* **About this exercise**: Give again, word for word, every line in the entries below from the line with "actions.press_key(&input, KEY_TAB).await" up to and including the line with "the code field", and no other line.

* **Data to process**:
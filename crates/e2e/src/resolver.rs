//! Ordered-candidate element lookup with frame traversal
//!
//! Candidates are tried strictly in order; the first one with at least one
//! element meeting the [`Requirement`] wins, with no scoring and no merging.
//! When the top document has no match the resolver can probe each iframe and
//! one nested level below it. The session is back in the top document when
//! any resolver call returns.

use onboard_common::{Candidates, Locator};
use tracing::{debug, trace};

use crate::driver::{Driver, ElementHandle};
use crate::error::{E2eError, E2eResult};
use crate::frame::{self, FramePath};

/// How far the resolver looks beyond the top document
#[derive(Debug, Clone, Copy, PartialEq, Eq, Default)]
pub enum FrameSearch {
    TopOnly,
    /// Top document, then each iframe, then one level inside each iframe
    #[default]
    Nested,
}

impl FrameSearch {
    pub fn from_flag(enabled: bool) -> Self {
        if enabled {
            FrameSearch::Nested
        } else {
            FrameSearch::TopOnly
        }
    }
}

/// Element state a match must be in to count
#[derive(Debug, Clone, Copy, PartialEq, Eq)]
pub enum Requirement {
    Present,
    Visible,
    /// Visible and enabled
    Clickable,
}

impl std::fmt::Display for Requirement {
    fn fmt(&self, f: &mut std::fmt::Formatter<'_>) -> std::fmt::Result {
        match self {
            Requirement::Present => write!(f, "present"),
            Requirement::Visible => write!(f, "visible"),
            Requirement::Clickable => write!(f, "clickable"),
        }
    }
}

/// Winning candidate of one resolution
#[derive(Debug, Clone, PartialEq, Eq)]
pub struct Located {
    /// Position of the winning locator in the candidate list
    pub candidate: usize,
    pub locator: Locator,
    /// Where the elements live; re-enter it before touching them
    pub frame: FramePath,
    /// Every element of the winning locator that met the requirement, in DOM order
    pub elements: Vec<ElementHandle>,
}

impl Located {
    pub fn first(&self) -> &ElementHandle {
        &self.elements[0]
    }
}

const IFRAME: &str = "iframe";

pub struct Resolver<'a> {
    driver: &'a dyn Driver,
    search: FrameSearch,
}

impl<'a> Resolver<'a> {
    pub fn new(driver: &'a dyn Driver, search: FrameSearch) -> Self {
        Self { driver, search }
    }

    /// One non-blocking resolution pass
    pub async fn find(
        &self,
        candidates: &Candidates,
        requirement: Requirement,
    ) -> E2eResult<Option<Located>> {
        if let Some(hit) = self
            .probe_context(candidates, requirement, &FramePath::top())
            .await?
        {
            return Ok(Some(hit));
        }

        if self.search == FrameSearch::TopOnly {
            return Ok(None);
        }

        let outcome = self.probe_frames(candidates, requirement).await;
        frame::reset(self.driver).await;

        if let Ok(Some(hit)) = &outcome {
            debug!("{} resolved inside {}", candidates.control, hit.frame);
        }
        outcome
    }

    /// Like [`find`](Self::find) but a miss is `ElementNotFound`
    pub async fn locate(
        &self,
        candidates: &Candidates,
        requirement: Requirement,
    ) -> E2eResult<Located> {
        self.find(candidates, requirement)
            .await?
            .ok_or_else(|| E2eError::ElementNotFound {
                control: candidates.control.clone(),
                candidates: candidates.len(),
            })
    }

    async fn probe_frames(
        &self,
        candidates: &Candidates,
        requirement: Requirement,
    ) -> E2eResult<Option<Located>> {
        let top_frames = self.frame_count().await?;

        for i in 0..top_frames {
            let outer = FramePath::top().child(i);
            if let Err(e) = self.driver.enter_frame(i).await {
                trace!("Cannot enter {}: {}", outer, e);
                frame::reset(self.driver).await;
                continue;
            }

            if let Ok(Some(hit)) = self.probe_context(candidates, requirement, &outer).await {
                return Ok(Some(hit));
            }

            let nested_frames = self.frame_count().await.unwrap_or(0);
            for j in 0..nested_frames {
                let inner = outer.child(j);
                if let Err(e) = self.driver.enter_frame(j).await {
                    trace!("Cannot enter {}: {}", inner, e);
                    continue;
                }
                if let Ok(Some(hit)) = self.probe_context(candidates, requirement, &inner).await {
                    return Ok(Some(hit));
                }
                self.driver.enter_parent_frame().await?;
            }

            self.driver.enter_default_content().await?;
        }

        Ok(None)
    }

    async fn frame_count(&self) -> E2eResult<u16> {
        let frames = self.driver.find_all(&Locator::css(IFRAME)).await?;
        Ok(frames.len().min(u16::MAX as usize) as u16)
    }

    /// Try every candidate in the current context.
    ///
    /// A failing lookup is a miss for that candidate. Only when every
    /// candidate failed is the last error returned.
    async fn probe_context(
        &self,
        candidates: &Candidates,
        requirement: Requirement,
        path: &FramePath,
    ) -> E2eResult<Option<Located>> {
        let mut last_error = None;
        let mut failures = 0;

        for (index, locator) in candidates.iter().enumerate() {
            let found = match self.driver.find_all(locator).await {
                Ok(found) => found,
                Err(e) => {
                    trace!("Lookup {} failed in {}: {}", locator, path, e);
                    failures += 1;
                    last_error = Some(e);
                    continue;
                }
            };

            let mut elements = Vec::with_capacity(found.len());
            for element in found {
                if meets(self.driver, &element, requirement).await {
                    elements.push(element);
                }
            }

            if !elements.is_empty() {
                trace!(
                    "{} matched candidate #{} ({}) in {}",
                    candidates.control,
                    index,
                    locator,
                    path
                );
                return Ok(Some(Located {
                    candidate: index,
                    locator: locator.clone(),
                    frame: path.clone(),
                    elements,
                }));
            }
        }

        match last_error {
            Some(e) if failures == candidates.len() => Err(e),
            _ => Ok(None),
        }
    }
}

/// Whether `element` satisfies `requirement`; state read errors count as no
pub async fn meets(driver: &dyn Driver, element: &ElementHandle, requirement: Requirement) -> bool {
    match requirement {
        Requirement::Present => true,
        Requirement::Visible => driver.is_displayed(element).await.unwrap_or(false),
        Requirement::Clickable => {
            driver.is_displayed(element).await.unwrap_or(false)
                && driver.is_enabled(element).await.unwrap_or(false)
        }
    }
}
use async_trait::async_trait;
use onboard_common::Candidates;
use tracing::{debug, info};

use super::{Step, StepContext, StepOutcome, DRY_RUN};
use crate::actions::Actions;
use crate::driver::KEY_TAB;
use crate::error::{E2eError, E2eResult};
use crate::pages::auth::{code, email};
use crate::pages::landing;
use crate::resolver::Requirement;

/// Step 2: email validation, then submit a valid address
pub struct EmailEntry;

#[async_trait]
impl Step for EmailEntry {
    fn name(&self) -> &'static str {
        "Email"
    }

    fn slug(&self) -> &'static str {
        "email"
    }

    async fn run(&self, ctx: &StepContext<'_>) -> E2eResult<StepOutcome> {
        if ctx.dry_run() {
            return Ok(StepOutcome::Skipped(DRY_RUN.to_string()));
        }

        let actions = ctx.actions();
        landing::open(&actions, ctx.config).await?;
        open_email_form(&actions).await?;

        for invalid in &ctx.fixtures.email_invalids {
            fill_email(&actions, invalid).await?;
            expect_rejected(&actions, invalid).await?;
            debug!("Email {:?} rejected", invalid);
        }

        submit_email(&actions, &ctx.fixtures.email_valid).await?;
        info!("Email accepted, code entry shown");
        Ok(StepOutcome::Completed)
    }
}

/// Click Start until the email field shows up, retrying once
async fn open_email_form(actions: &Actions<'_>) -> E2eResult<()> {
    let start = landing::start_button();
    let input = email::input();
    let timeout = actions.timeouts().default_timeout();

    actions.click(&start).await?;
    if actions
        .locate(&input, Requirement::Visible, timeout)
        .await
        .is_ok()
    {
        return Ok(());
    }

    debug!("Email field did not appear, clicking Start again");
    actions.click(&start).await?;
    actions.locate(&input, Requirement::Visible, timeout).await?;
    Ok(())
}

/// Replace the field content and blur it so validation runs
pub(crate) async fn fill_email(actions: &Actions<'_>, address: &str) -> E2eResult<()> {
    let input = email::input();
    if let Err(e) = actions.scroll_into_view(&input).await {
        debug!("Could not scroll email field into view: {}", e);
    }
    actions.type_text(&input, address, true).await?;
    actions.press_key(&input, KEY_TAB).await
}

/// Continue disabled, or an error shown, within the probe window
pub(crate) async fn expect_rejected(actions: &Actions<'_>, address: &str) -> E2eResult<()> {
    let next = email::continue_button();
    let error = email::error_text();
    blocked(actions, &next, &error)
        .await
        .map_err(|e| {
            if e.is_miss() {
                E2eError::assertion(format!("validation did not block email {:?}", address))
            } else {
                e
            }
        })
}

/// Enter a valid address, wait for Continue, submit and wait for the code field
pub(crate) async fn submit_email(actions: &Actions<'_>, address: &str) -> E2eResult<()> {
    let next = email::continue_button();
    fill_email(actions, address).await?;

    let next_ref = &next;
    actions
        .wait(actions.timeouts().default_timeout())
        .until_true("email continue enabled", || async move {
            actions.enabled_now(next_ref).await
        })
        .await?;
    actions.click(&next).await?;

    actions
        .locate(&code::inputs(), Requirement::Present, actions.timeouts().page_load())
        .await?;
    Ok(())
}

/// Wait until `next` is disabled or `error` is visible
pub(crate) async fn blocked(
    actions: &Actions<'_>,
    next: &Candidates,
    error: &Candidates,
) -> E2eResult<()> {
    actions
        .wait(actions.timeouts().probe())
        .until_true(&format!("{} blocked", next.control), || async move {
            Ok(!actions.enabled_now(next).await? || actions.visible_now(error).await?)
        })
        .await
}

* **Worked solution**:
    actions.press_key(&input, KEY_TAB).await
}

/// Continue disabled, or an error shown, within the probe window
pub(crate) async fn expect_rejected(actions: &Actions<'_>, address: &str) -> E2eResult<()> {
    let next = email::continue_button();
    let error = email::error_text();
    blocked(actions, &next, &error)
        .await
        .map_err(|e| {
            if e.is_miss() {
                E2eError::assertion(format!("validation did not block email {:?}", address))
            } else {
                e
            }
        })
}

/// Enter a valid address, wait for Continue, submit and wait for the code field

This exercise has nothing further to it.